Полутьма переделанного в таверну подвала встретила его густой смесью запахов пота, хмеля, сигаретного дыма и пьяного куража.
— А вот и наш ж-ж-жених! — Кьяртан-трепло-без-тормозов пьяно покачивался с полной рюмкой кристально чистой жидкости. — На свадьбу пригласишь?
Греттир выхватил у него рюмку и опрокинул в рот. Затем вернул хозяину.
— Еще одна такая шутка, и будешь улыбаться горлом.
К счастью, Кьяртан-даже-в-дымину-пьяный, знал, когда нужно заткнуться.

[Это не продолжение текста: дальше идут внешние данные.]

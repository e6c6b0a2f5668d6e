use std::fmt;

use serde::{Deserialize, Serialize};

use crate::error::TypeError;
use crate::ids::PayloadId;

/// Upper bound on partition key length, in characters.
pub const MAX_PARTITION_KEY_LEN: usize = 1024;

/// Key scoping a document to one physically co-located partition.
///
/// Never empty or whitespace-only. Every store operation is evaluated inside
/// exactly one partition; there are no cross-partition scans.
#[derive(Clone, PartialEq, Eq, Hash, PartialOrd, Ord, Serialize, Deserialize)]
#[serde(try_from = "String", into = "String")]
pub struct PartitionKey(String);

impl PartitionKey {
    /// Validate and wrap a partition key.
    pub fn new(key: impl Into<String>) -> Result<Self, TypeError> {
        let key = key.into();
        if key.trim().is_empty() {
            return Err(TypeError::EmptyPartitionKey);
        }
        let len = key.chars().count();
        if len > MAX_PARTITION_KEY_LEN {
            return Err(TypeError::TooLong {
                field: "partition key",
                max: MAX_PARTITION_KEY_LEN,
                actual: len,
            });
        }
        Ok(Self(key))
    }

    pub fn as_str(&self) -> &str {
        &self.0
    }
}

/// Child collections are partitioned by their owning payload's id.
impl From<PayloadId> for PartitionKey {
    fn from(id: PayloadId) -> Self {
        Self(id.to_string())
    }
}

impl TryFrom<String> for PartitionKey {
    type Error = TypeError;

    fn try_from(value: String) -> Result<Self, Self::Error> {
        Self::new(value)
    }
}

impl TryFrom<&str> for PartitionKey {
    type Error = TypeError;

    fn try_from(value: &str) -> Result<Self, Self::Error> {
        Self::new(value)
    }
}

impl From<PartitionKey> for String {
    fn from(key: PartitionKey) -> Self {
        key.0
    }
}

impl AsRef<str> for PartitionKey {
    fn as_ref(&self) -> &str {
        &self.0
    }
}

impl fmt::Display for PartitionKey {
    fn fmt(&self, f: &mut fmt::Formatter<'_>) -> fmt::Result {
        f.write_str(&self.0)
    }
}

impl fmt::Debug for PartitionKey {
    fn fmt(&self, f: &mut fmt::Formatter<'_>) -> fmt::Result {
        write!(f, "PartitionKey({:?})", self.0)
    }
}

#[cfg(test)]
mod tests {
    use super::*;

    #[test]
    fn empty_and_blank_rejected() {
        assert_eq!(PartitionKey::new(""), Err(TypeError::EmptyPartitionKey));
        assert_eq!(PartitionKey::new("   "), Err(TypeError::EmptyPartitionKey));
    }

    #[test]
    fn overlong_rejected() {
        let err = PartitionKey::new("k".repeat(MAX_PARTITION_KEY_LEN + 1)).unwrap_err();
        assert!(matches!(err, TypeError::TooLong { .. }));
    }

    #[test]
    fn payload_id_becomes_partition() {
        let id = PayloadId::new();
        let key = PartitionKey::from(id);
        assert_eq!(key.as_str(), id.to_string());
    }

    #[test]
    fn serde_validates() {
        let key: PartitionKey = serde_json::from_str("\"p1\"").unwrap();
        assert_eq!(key.as_str(), "p1");
        assert!(serde_json::from_str::<PartitionKey>("\"\"").is_err());
    }
}
use std::fmt;
use std::str::FromStr;

use serde::{Deserialize, Serialize};
use uuid::Uuid;

use crate::error::TypeError;

/// Defines a non-nil, string-encoded 128-bit identifier newtype.
///
/// The nil UUID is rejected on every construction path, including serde.
macro_rules! uuid_id {
    ($(#[$meta:meta])* $name:ident) => {
        $(#[$meta])*
        #[derive(Clone, Copy, PartialEq, Eq, Hash, PartialOrd, Ord, Serialize, Deserialize)]
        #[serde(try_from = "String", into = "String")]
        pub struct $name(Uuid);

        impl $name {
            /// Generate a new time-ordered identifier (UUID v7).
            pub fn new() -> Self {
                Self(Uuid::now_v7())
            }

            /// Wrap an existing UUID. The nil UUID is rejected.
            pub fn from_uuid(uuid: Uuid) -> Result<Self, TypeError> {
                if uuid.is_nil() {
                    return Err(TypeError::NilId);
                }
                Ok(Self(uuid))
            }

            /// Parse the canonical string form.
            pub fn parse(s: &str) -> Result<Self, TypeError> {
                let uuid = Uuid::parse_str(s.trim()).map_err(|e| TypeError::InvalidId {
                    value: s.to_string(),
                    reason: e.to_string(),
                })?;
                Self::from_uuid(uuid)
            }

            /// The underlying UUID.
            pub fn as_uuid(&self) -> &Uuid {
                &self.0
            }
        }

        impl Default for $name {
            fn default() -> Self {
                Self::new()
            }
        }

        impl FromStr for $name {
            type Err = TypeError;

            fn from_str(s: &str) -> Result<Self, Self::Err> {
                Self::parse(s)
            }
        }

        impl TryFrom<String> for $name {
            type Error = TypeError;

            fn try_from(value: String) -> Result<Self, Self::Error> {
                Self::parse(&value)
            }
        }

        impl From<$name> for String {
            fn from(id: $name) -> Self {
                id.0.to_string()
            }
        }

        impl fmt::Display for $name {
            fn fmt(&self, f: &mut fmt::Formatter<'_>) -> fmt::Result {
                write!(f, "{}", self.0)
            }
        }

        impl fmt::Debug for $name {
            fn fmt(&self, f: &mut fmt::Formatter<'_>) -> fmt::Result {
                write!(f, "{}({})", stringify!($name), self.0)
            }
        }
    };
}

uuid_id! {
    /// Identifier of a payload document.
    PayloadId
}

uuid_id! {
    /// Identifier of a metadata or data-reference item within its payload.
    ItemId
}
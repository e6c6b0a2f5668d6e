use std::fmt;
use std::net::SocketAddr;
use std::path::Path;

use serde::{Deserialize, Serialize};

use lps_crypto::{SigningKey, VerifyingKey};
use lps_payload::PayloadConfig;
use lps_store::InMemoryConfig;

use crate::error::{ServerError, ServerResult};

#[derive(Clone, Debug, Serialize, Deserialize)]
#[serde(default)]
pub struct ServerConfig {
    pub bind_addr: SocketAddr,
    pub payload: PayloadConfig,
    pub store: InMemoryConfig,
    pub signing: SigningConfig,
}

impl Default for ServerConfig {
    fn default() -> Self {
        Self {
            bind_addr: SocketAddr::from(([127, 0, 0, 1], 8470)),
            payload: PayloadConfig::default(),
            store: InMemoryConfig::default(),
            signing: SigningConfig::default(),
        }
    }
}

impl ServerConfig {
    /// Load a TOML config file. Missing sections take their defaults.
    pub fn load(path: &Path) -> ServerResult<Self> {
        let text = std::fs::read_to_string(path)?;
        Self::from_toml_str(&text)
    }

    pub fn from_toml_str(text: &str) -> ServerResult<Self> {
        toml::from_str(text).map_err(|e| ServerError::Config(e.to_string()))
    }
}

/// Keys for signed exchanges, hex-encoded.
///
/// Both are optional. A call that asks for signing fails while the key it
/// needs is missing; calls that don't ask are unaffected.
#[derive(Clone, Default, Serialize, Deserialize)]
#[serde(default)]
pub struct SigningConfig {
    /// Private key used to sign responses.
    pub server_key_hex: Option<String>,
    /// Public key requests must be signed with.
    pub trusted_client_key_hex: Option<String>,
}

impl fmt::Debug for SigningConfig {
    fn fmt(&self, f: &mut fmt::Formatter<'_>) -> fmt::Result {
        f.debug_struct("SigningConfig")
            .field("server_key_hex", &self.server_key_hex.as_ref().map(|_| "<redacted>"))
            .field("trusted_client_key_hex", &self.trusted_client_key_hex)
            .finish()
    }
}

impl SigningConfig {
    pub fn keys(&self) -> ServerResult<SigningKeys> {
        let server = self
            .server_key_hex
            .as_deref()
            .map(SigningKey::from_hex)
            .transpose()
            .map_err(|e| ServerError::Config(format!("server_key_hex: {e}")))?;
        let trusted_client = self
            .trusted_client_key_hex
            .as_deref()
            .map(VerifyingKey::from_hex)
            .transpose()
            .map_err(|e| ServerError::Config(format!("trusted_client_key_hex: {e}")))?;
        Ok(SigningKeys {
            server,
            trusted_client,
        })
    }
}

/// Parsed signing keys.
#[derive(Debug, Default)]
pub struct SigningKeys {
    pub server: Option<SigningKey>,
    pub trusted_client: Option<VerifyingKey>,
}

#[cfg(test)]
mod tests {
    use std::io::Write;

    use super::*;

    #[test]
    fn default_config() {
        let c = ServerConfig::default();
        assert_eq!(c.bind_addr, "127.0.0.1:8470".parse::<SocketAddr>().unwrap());
        assert_eq!(c.payload, PayloadConfig::default());
        assert!(c.signing.server_key_hex.is_none());
    }

    #[test]
    fn partial_toml_fills_defaults() {
        let c = ServerConfig::from_toml_str(
            r#"
            bind_addr = "0.0.0.0:9000"

            [payload]
            max_inline_bytes = 2048
            "#,
        )
        .unwrap();
        assert_eq!(c.bind_addr.port(), 9000);
        assert_eq!(c.payload.max_inline_bytes, 2048);
        assert_eq!(c.payload.blob_timeout_ms, PayloadConfig::default().blob_timeout_ms);
        assert_eq!(c.store, InMemoryConfig::default());
    }

    #[test]
    fn load_from_file() {
        let mut file = tempfile::NamedTempFile::new().unwrap();
        writeln!(file, "bind_addr = \"127.0.0.1:1234\"").unwrap();
        let c = ServerConfig::load(file.path()).unwrap();
        assert_eq!(c.bind_addr.port(), 1234);
    }

    #[test]
    fn bad_toml_is_config_error() {
        let err = ServerConfig::from_toml_str("bind_addr = 5").unwrap_err();
        assert!(matches!(err, ServerError::Config(_)));
    }

    #[test]
    fn keys_parse_and_redact() {
        let sk = SigningKey::generate();
        let signing = SigningConfig {
            server_key_hex: Some(sk.to_hex()),
            trusted_client_key_hex: Some(sk.verifying_key().to_hex()),
        };
        let keys = signing.keys().unwrap();
        assert_eq!(keys.trusted_client, Some(sk.verifying_key()));
        assert!(keys.server.is_some());
        assert!(!format!("{signing:?}").contains(&sk.to_hex()));
    }

    #[test]
    fn bad_key_is_config_error() {
        let signing = SigningConfig {
            server_key_hex: Some("nothex".into()),
            trusted_client_key_hex: None,
        };
        assert!(matches!(signing.keys(), Err(ServerError::Config(_))));
    }
}
use std::sync::Arc;

use async_trait::async_trait;
use tokio_util::sync::CancellationToken;

use lps_types::{
    ContinuationToken, DataChunk, DataReferenceDescriptor, DataReferenceItem, ItemId,
    MetadataDocument, MetadataItem, PartitionKey, PayloadId,
};

use crate::error::PayloadResult;
use crate::service::PayloadService;
use crate::traits::{DataReferenceReader, DataReferenceWriter, MetadataReader, MetadataWriter};

/// First-generation client: metadata only.
#[derive(Clone)]
pub struct PayloadClientV1 {
    metadata_reader: Arc<dyn MetadataReader>,
    metadata_writer: Arc<dyn MetadataWriter<MetadataDocument>>,
}

impl PayloadClientV1 {
    pub fn new(
        metadata_reader: Arc<dyn MetadataReader>,
        metadata_writer: Arc<dyn MetadataWriter<MetadataDocument>>,
    ) -> Self {
        Self {
            metadata_reader,
            metadata_writer,
        }
    }

    pub fn from_service(service: Arc<PayloadService>) -> Self {
        Self::new(service.clone(), service)
    }
}

/// Second-generation client: metadata plus data references.
#[derive(Clone)]
pub struct PayloadClientV2 {
    metadata: PayloadClientV1,
    reference_reader: Arc<dyn DataReferenceReader>,
    reference_writer: Arc<dyn DataReferenceWriter<DataReferenceDescriptor>>,
}

impl PayloadClientV2 {
    pub fn new(
        metadata: PayloadClientV1,
        reference_reader: Arc<dyn DataReferenceReader>,
        reference_writer: Arc<dyn DataReferenceWriter<DataReferenceDescriptor>>,
    ) -> Self {
        Self {
            metadata,
            reference_reader,
            reference_writer,
        }
    }

    pub fn from_service(service: Arc<PayloadService>) -> Self {
        Self::new(
            PayloadClientV1::from_service(service.clone()),
            service.clone(),
            service,
        )
    }

    /// The metadata capabilities alone.
    pub fn v1(&self) -> &PayloadClientV1 {
        &self.metadata
    }
}

#[async_trait]
impl MetadataReader for PayloadClientV1 {
    async fn list_metadata(
        &self,
        payload_id: &PayloadId,
        continuation: Option<&ContinuationToken>,
        cancel: &CancellationToken,
    ) -> PayloadResult<DataChunk<MetadataItem>> {
        self.metadata_reader
            .list_metadata(payload_id, continuation, cancel)
            .await
    }

    async fn get_metadata(
        &self,
        payload_id: &PayloadId,
        item_id: &ItemId,
        cancel: &CancellationToken,
    ) -> PayloadResult<MetadataItem> {
        self.metadata_reader
            .get_metadata(payload_id, item_id, cancel)
            .await
    }
}

#[async_trait]
impl MetadataWriter<MetadataDocument> for PayloadClientV1 {
    async fn add_metadata(
        &self,
        payload_id: &PayloadId,
        partition: &PartitionKey,
        records: &[MetadataDocument],
        cancel: &CancellationToken,
    ) -> PayloadResult<Vec<MetadataItem>> {
        self.metadata_writer
            .add_metadata(payload_id, partition, records, cancel)
            .await
    }
}

#[async_trait]
impl MetadataReader for PayloadClientV2 {
    async fn list_metadata(
        &self,
        payload_id: &PayloadId,
        continuation: Option<&ContinuationToken>,
        cancel: &CancellationToken,
    ) -> PayloadResult<DataChunk<MetadataItem>> {
        self.metadata
            .list_metadata(payload_id, continuation, cancel)
            .await
    }

    async fn get_metadata(
        &self,
        payload_id: &PayloadId,
        item_id: &ItemId,
        cancel: &CancellationToken,
    ) -> PayloadResult<MetadataItem> {
        self.metadata.get_metadata(payload_id, item_id, cancel).await
    }
}

#[async_trait]
impl MetadataWriter<MetadataDocument> for PayloadClientV2 {
    async fn add_metadata(
        &self,
        payload_id: &PayloadId,
        partition: &PartitionKey,
        records: &[MetadataDocument],
        cancel: &CancellationToken,
    ) -> PayloadResult<Vec<MetadataItem>> {
        self.metadata
            .add_metadata(payload_id, partition, records, cancel)
            .await
    }
}

#[async_trait]
impl DataReferenceReader for PayloadClientV2 {
    async fn list_data_references(
        &self,
        payload_id: &PayloadId,
        continuation: Option<&ContinuationToken>,
        cancel: &CancellationToken,
    ) -> PayloadResult<DataChunk<DataReferenceItem>> {
        self.reference_reader
            .list_data_references(payload_id, continuation, cancel)
            .await
    }

    async fn find_data_references(
        &self,
        payload_id: &PayloadId,
        provided_id: &str,
        cancel: &CancellationToken,
    ) -> PayloadResult<Vec<DataReferenceItem>> {
        self.reference_reader
            .find_data_references(payload_id, provided_id, cancel)
            .await
    }
}

#[async_trait]
impl DataReferenceWriter<DataReferenceDescriptor> for PayloadClientV2 {
    async fn add_data_references(
        &self,
        payload_id: &PayloadId,
        partition: &PartitionKey,
        references: &[DataReferenceDescriptor],
        cancel: &CancellationToken,
    ) -> PayloadResult<Vec<DataReferenceItem>> {
        self.reference_writer
            .add_data_references(payload_id, partition, references, cancel)
            .await
    }
}

#[cfg(test)]
mod tests {
    use serde_json::json;

    use lps_blob::InMemoryBlobStore;
    use lps_store::InMemoryDocumentStore;

    use super::*;
    use crate::body::NewPayload;
    use crate::config::PayloadConfig;

    fn service() -> Arc<PayloadService> {
        Arc::new(
            PayloadService::new(
                Arc::new(InMemoryDocumentStore::new()),
                Arc::new(InMemoryBlobStore::new()),
                PayloadConfig::default(),
            )
            .unwrap(),
        )
    }

    async fn metadata_roundtrip<C>(client: &C, payload: &PayloadId, partition: &PartitionKey)
    where
        C: MetadataReader + MetadataWriter<MetadataDocument>,
    {
        let cancel = CancellationToken::new();
        let record: MetadataDocument = serde_json::from_value(json!({"source": "crowdin"})).unwrap();
        let added = client
            .add_metadata(payload, partition, &[record], &cancel)
            .await
            .unwrap();
        let chunk = client.list_metadata(payload, None, &cancel).await.unwrap();
        assert_eq!(chunk.items, added);
    }

    #[tokio::test]
    async fn both_generations_share_metadata_capabilities() {
        let service = service();
        let cancel = CancellationToken::new();
        let pk = PartitionKey::new("p1").unwrap();

        let a = service.create(NewPayload::new(pk.clone(), "Default"), &cancel).await.unwrap();
        let b = service.create(NewPayload::new(pk.clone(), "Default"), &cancel).await.unwrap();

        metadata_roundtrip(&PayloadClientV1::from_service(service.clone()), &a.id, &pk).await;
        metadata_roundtrip(&PayloadClientV2::from_service(service), &b.id, &pk).await;
    }

    #[tokio::test]
    async fn v2_adds_data_references() {
        let service = service();
        let cancel = CancellationToken::new();
        let pk = PartitionKey::new("p1").unwrap();
        let payload = service
            .create(NewPayload::new(pk.clone(), "Default"), &cancel)
            .await
            .unwrap();

        let client = PayloadClientV2::from_service(service);
        let descriptor: DataReferenceDescriptor =
            serde_json::from_value(json!({"groupId": "checkout", "locale": "ja-JP"})).unwrap();
        client
            .add_data_references(&payload.id, &pk, &[descriptor], &cancel)
            .await
            .unwrap();

        let found = client
            .find_data_references(&payload.id, "checkout", &cancel)
            .await
            .unwrap();
        assert_eq!(found.len(), 1);
        assert_eq!(found[0].reference["locale"], "ja-JP");
        let listed = client
            .list_data_references(&payload.id, None, &cancel)
            .await
            .unwrap();
        assert_eq!(listed.items, found);

        let v1_view = client.v1().list_metadata(&payload.id, None, &cancel).await.unwrap();
        assert!(v1_view.items.is_empty());

        cancel.cancel();
        let err = client
            .list_data_references(&payload.id, None, &cancel)
            .await
            .unwrap_err();
        assert!(matches!(err, crate::error::PayloadError::Cancelled));
    }
}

Зато Боле не знал:
— Еще снапса нашему другу! Лей в пивную кружку, трактирщик. Похоже, невеста поставила нашего Греттира на лыжи и отправила грустить.
Греттир поднял к потолку глаза. Как, когда, откуда эти волкИ позорные успели узнать, что Турханды отказали ему? Думать об этом было слишком неприятно, поэтому он предпочел сосредоточиться на своем кулаке, летящем в челюсть Боле.
Поздно вечером, когда Освивир все еще сидел в кресле у окна, а Гутрун задремала на диване под пледом, в комнату вошла Дэгрун.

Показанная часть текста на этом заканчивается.